From here on, things would get more and more difficult for unidirectional traders since markets could remain choppy.

  • Last Updated : May 17, 2024, 14:11 IST
With regards to the Nifty Bank index, it cracked by more than 3% during the week.

It was a highly volatile truncated week for the domestic equity markets. The volatility index India VIX surged by 7% during the week to close near the 14 mark. The Nifty index although reached another milestone of 16,700 but failed to sustain at higher levels due to weak global cues. As a result, the markets underwent some profit booking which forced the index to close near the 16,450 mark with a loss of 0.48% from its previous week’s close.

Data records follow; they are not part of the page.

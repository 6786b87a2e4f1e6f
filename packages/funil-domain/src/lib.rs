pub mod origin;
pub mod ote;
pub mod period;
pub mod status;

use serde::{Deserialize, Serialize};

/// Sales roles. SDRs are measured on attended meetings, closers (and admins)
/// on the revenue-oriented goal chain.
#[derive(Clone, Copy, Debug, Deserialize, Eq, PartialEq, Serialize)]
#[serde(rename_all = "snake_case")]
pub enum Role {
	Sdr,
	Closer,
	Admin,
}
impl Role {
	pub fn parse(raw: &str) -> Option<Self> {
		match raw {
			"sdr" => Some(Self::Sdr),
			"closer" => Some(Self::Closer),
			"admin" => Some(Self::Admin),
			_ => None,
		}
	}

	pub fn as_str(&self) -> &'static str {
		match self {
			Self::Sdr => "sdr",
			Self::Closer => "closer",
			Self::Admin => "admin",
		}
	}
}

#[derive(Clone, Copy, Debug, Deserialize, Eq, PartialEq, Serialize)]
#[serde(rename_all = "snake_case")]
pub enum ProductType {
	Mrr,
	Projeto,
}
impl ProductType {
	pub fn parse(raw: &str) -> Option<Self> {
		match raw {
			"mrr" => Some(Self::Mrr),
			"projeto" => Some(Self::Projeto),
			_ => None,
		}
	}

	pub fn as_str(&self) -> &'static str {
		match self {
			Self::Mrr => "mrr",
			Self::Projeto => "projeto",
		}
	}
}

#[derive(Clone, Copy, Debug, Deserialize, Eq, PartialEq, Serialize)]
#[serde(rename_all = "snake_case")]
pub enum GoalType {
	Reunioes,
	Vendas,
	Clientes,
	Faturamento,
}
impl GoalType {
	pub fn parse(raw: &str) -> Option<Self> {
		match raw {
			"reunioes" => Some(Self::Reunioes),
			"vendas" => Some(Self::Vendas),
			"clientes" => Some(Self::Clientes),
			"faturamento" => Some(Self::Faturamento),
			_ => None,
		}
	}

	pub fn as_str(&self) -> &'static str {
		match self {
			Self::Reunioes => "reunioes",
			Self::Vendas => "vendas",
			Self::Clientes => "clientes",
			Self::Faturamento => "faturamento",
		}
	}
}
pub type Result<T, E = Error> = std::result::Result<T, E>;

#[derive(Debug, thiserror::Error)]
pub enum Error {
	#[error("{0}")]
	Message(String),
}
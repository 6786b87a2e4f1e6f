use clap::builder::{
	Styles,
	styling::{AnsiColor, Effects},
};

pub const VERSION: &str = env!("CARGO_PKG_VERSION");

pub fn styles() -> Styles {
	Styles::styled()
		.header(AnsiColor::Red.on_default() | Effects::BOLD)
		.usage(AnsiColor::Red.on_default() | Effects::BOLD)
		.literal(AnsiColor::Blue.on_default() | Effects::BOLD)
		.placeholder(AnsiColor::Green.on_default())
}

On the weekly scale, we are witnessing a candlestick pattern that resembles a shooting star. Although it is a reversal in nature it needs confirmation. Going ahead, Friday’s low of 16,376 would be a critical level to watch out for. A close below the same would reinforce the bears to drag the index towards 16,200-16,000 levels. If the support is held in the coming sessions then we expect bulls to retaliate back. In such a situation 16,509 would be an immediate resistance and above the same Nifty could retest new highs. From here on things would get more and more difficult for unidirectional traders since markets could remain choppy. Thus, traders are advised to stay light from here on.

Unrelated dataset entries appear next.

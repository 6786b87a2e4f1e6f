use funil_domain::{GoalType, ProductType, Role};
use funil_service::{
	CreateGoalRequest, CreateMemberRequest, CreateProposalRequest, SummaryRequest,
	UpdateStatusRequest,
};
use funil_storage::queries;
use serde_json::json;
use time::OffsetDateTime;

#[tokio::test]
#[ignore = "Requires external Postgres. Set FUNIL_PG_DSN to run."]
async fn vendas_wins_when_all_three_goal_types_are_configured() {
	let Some(test_db) = super::test_db().await else {
		eprintln!("Skipping goal chain test; set FUNIL_PG_DSN to run.");

		return;
	};
	let cfg = super::test_config(test_db.dsn().to_string());
	let service = super::build_service(cfg, super::stub_providers("{}"))
		.await
		.expect("Failed to build service.");
	let member = service
		.create_member(CreateMemberRequest {
			name: "Alice".to_string(),
			role: Role::Closer,
			ote_base: 3_000.,
			ote_bonus: 2_000.,
			commission_mrr_percent: None,
			commission_projeto_percent: None,
		})
		.await
		.expect("Failed to create member.");
	let now = OffsetDateTime::now_utc();
	let (month, year) = (u8::from(now.month()), now.year());

	// All three chain types exist for the same member and month. `vendas` is
	// first in the chain, so the others must never be consulted.
	for (goal_type, target_value) in [
		(GoalType::Vendas, 4.),
		(GoalType::Clientes, 2.),
		(GoalType::Faturamento, 100_000.),
	] {
		service
			.create_goal(CreateGoalRequest {
				team_member_id: Some(member.member_id),
				month,
				year,
				goal_type,
				target_value,
			})
			.await
			.expect("Failed to create goal.");
	}

	let proposal = service
		.create_proposal(CreateProposalRequest {
			lead_id: None,
			closer_id: Some(member.member_id),
			title: "Renovacao".to_string(),
			product_type: Some(ProductType::Mrr),
			calor: None,
		})
		.await
		.expect("Failed to create proposal.");

	service
		.update_proposal_status(UpdateStatusRequest {
			proposal_id: proposal.proposal_id,
			status: "compromisso_marcado".to_string(),
			sale_value: None,
		})
		.await
		.expect("Failed to book the meeting.");
	service
		.update_proposal_status(UpdateStatusRequest {
			proposal_id: proposal.proposal_id,
			status: "vendido".to_string(),
			sale_value: Some(10_000.),
		})
		.await
		.expect("Failed to close the proposal.");

	let summary = service
		.commission_summary(SummaryRequest { team_member_id: member.member_id, month, year })
		.await
		.expect("Failed to compute summary.");

	// One sale against the `vendas` target of four. Had `clientes` won the
	// progress would be 50, and 10 had `faturamento` won.
	assert_eq!(summary.goal_progress, 25.);

	test_db.cleanup().await.expect("Failed to cleanup test database.");
}

#[tokio::test]
#[ignore = "Requires external Postgres. Set FUNIL_PG_DSN to run."]
async fn team_wide_clientes_goal_beats_member_faturamento_goal() {
	let Some(test_db) = super::test_db().await else {
		eprintln!("Skipping goal chain test; set FUNIL_PG_DSN to run.");

		return;
	};
	let cfg = super::test_config(test_db.dsn().to_string());
	let service = super::build_service(cfg, super::stub_providers("{}"))
		.await
		.expect("Failed to build service.");
	let member = service
		.create_member(CreateMemberRequest {
			name: "Bruno".to_string(),
			role: Role::Closer,
			ote_base: 3_000.,
			ote_bonus: 2_000.,
			commission_mrr_percent: None,
			commission_projeto_percent: None,
		})
		.await
		.expect("Failed to create member.");
	let now = OffsetDateTime::now_utc();
	let (month, year) = (u8::from(now.month()), now.year());

	// No `vendas` goal anywhere, so the chain falls through to `clientes`
	// resolved at team scope, and the member's `faturamento` goal is never
	// consulted.
	service
		.create_goal(CreateGoalRequest {
			team_member_id: None,
			month,
			year,
			goal_type: GoalType::Clientes,
			target_value: 2.,
		})
		.await
		.expect("Failed to create team goal.");
	service
		.create_goal(CreateGoalRequest {
			team_member_id: Some(member.member_id),
			month,
			year,
			goal_type: GoalType::Faturamento,
			target_value: 100_000.,
		})
		.await
		.expect("Failed to create member goal.");

	let proposal = service
		.create_proposal(CreateProposalRequest {
			lead_id: None,
			closer_id: Some(member.member_id),
			title: "Expansao".to_string(),
			product_type: Some(ProductType::Mrr),
			calor: None,
		})
		.await
		.expect("Failed to create proposal.");

	service
		.update_proposal_status(UpdateStatusRequest {
			proposal_id: proposal.proposal_id,
			status: "compromisso_marcado".to_string(),
			sale_value: None,
		})
		.await
		.expect("Failed to book the meeting.");
	service
		.update_proposal_status(UpdateStatusRequest {
			proposal_id: proposal.proposal_id,
			status: "vendido".to_string(),
			sale_value: Some(10_000.),
		})
		.await
		.expect("Failed to close the proposal.");

	let summary = service
		.commission_summary(SummaryRequest { team_member_id: member.member_id, month, year })
		.await
		.expect("Failed to compute summary.");

	// One sale against a target of two clients.
	assert_eq!(summary.goal_progress, 50.);
	assert_eq!(summary.calculated_bonus, 0.);

	test_db.cleanup().await.expect("Failed to cleanup test database.");
}

#[tokio::test]
#[ignore = "Requires external Postgres. Set FUNIL_PG_DSN to run."]
async fn sdrs_are_measured_on_attended_meetings() {
	let Some(test_db) = super::test_db().await else {
		eprintln!("Skipping goal chain test; set FUNIL_PG_DSN to run.");

		return;
	};
	let cfg = super::test_config(test_db.dsn().to_string());
	let service = super::build_service(cfg, super::stub_providers("{}"))
		.await
		.expect("Failed to build service.");
	let sdr = service
		.create_member(CreateMemberRequest {
			name: "Clara".to_string(),
			role: Role::Sdr,
			ote_base: 2_000.,
			ote_bonus: 1_000.,
			commission_mrr_percent: None,
			commission_projeto_percent: None,
		})
		.await
		.expect("Failed to create member.");
	let now = OffsetDateTime::now_utc();
	let (month, year) = (u8::from(now.month()), now.year());

	service
		.create_goal(CreateGoalRequest {
			team_member_id: Some(sdr.member_id),
			month,
			year,
			goal_type: GoalType::Reunioes,
			target_value: 4.,
		})
		.await
		.expect("Failed to create goal.");

	let ingested = service
		.ingest_lead(json!({
			"name": "Lead Reuniao",
			"email": "lead@empresa.com",
			"origin": "whatsapp",
		}))
		.await
		.expect("Failed to ingest lead.");
	let lead_id = ingested.lead_id.expect("Lead id missing.");
	let mut tx = service.db.pool.begin().await.expect("Failed to begin transaction.");

	for status in ["compareceu", "compareceu", "faltou"] {
		queries::insert_meeting_tx(&mut tx, lead_id, Some(sdr.member_id), status, now, now)
			.await
			.expect("Failed to insert meeting.");
	}

	tx.commit().await.expect("Failed to commit.");

	let summary = service
		.commission_summary(SummaryRequest { team_member_id: sdr.member_id, month, year })
		.await
		.expect("Failed to compute summary.");

	// Two attended meetings against a target of four.
	assert_eq!(summary.goal_progress, 50.);
	assert_eq!(summary.sales_count, 0);

	test_db.cleanup().await.expect("Failed to cleanup test database.");
}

With regards to the Nifty Bank index, it cracked by more than 3% during the week. Now at this juncture, it is hovering near the strong rising trend line support placed near the 34,900 mark. Even the low of recent session coincides with that support. Thus going ahead, 34,900 would be decisive support for the index. A breach of the same might further intensify the selling pressure in the Nifty Bank index. On the contrary, only a move above 35,300 would bring some hope of a new high in the coming sessions for the banking index

Stock Recommendations

Cadila Healthcare | Buy | Stop loss: Rs 514 | Target price: Rs 574
The stock is turning from the support of Rs 520 which is the placement of 200 DSMA and also its previous demand zone. The risk-reward ratio looks favourable to go long at this point in time.

Marico | Buy | Stop loss: Rs 514 | Target price: Rs 574
FMCG names like HUL and Britannia confirmed a major breakout in larger degree charts. Even Marico is trying to catch up with its peers. There is still more room on the upside in the coming week. Thus, traders can buy the stock on dips near Rs 534 level.

(The author is AVP-Technical Research at Anand Rathi. Views expressed are personal)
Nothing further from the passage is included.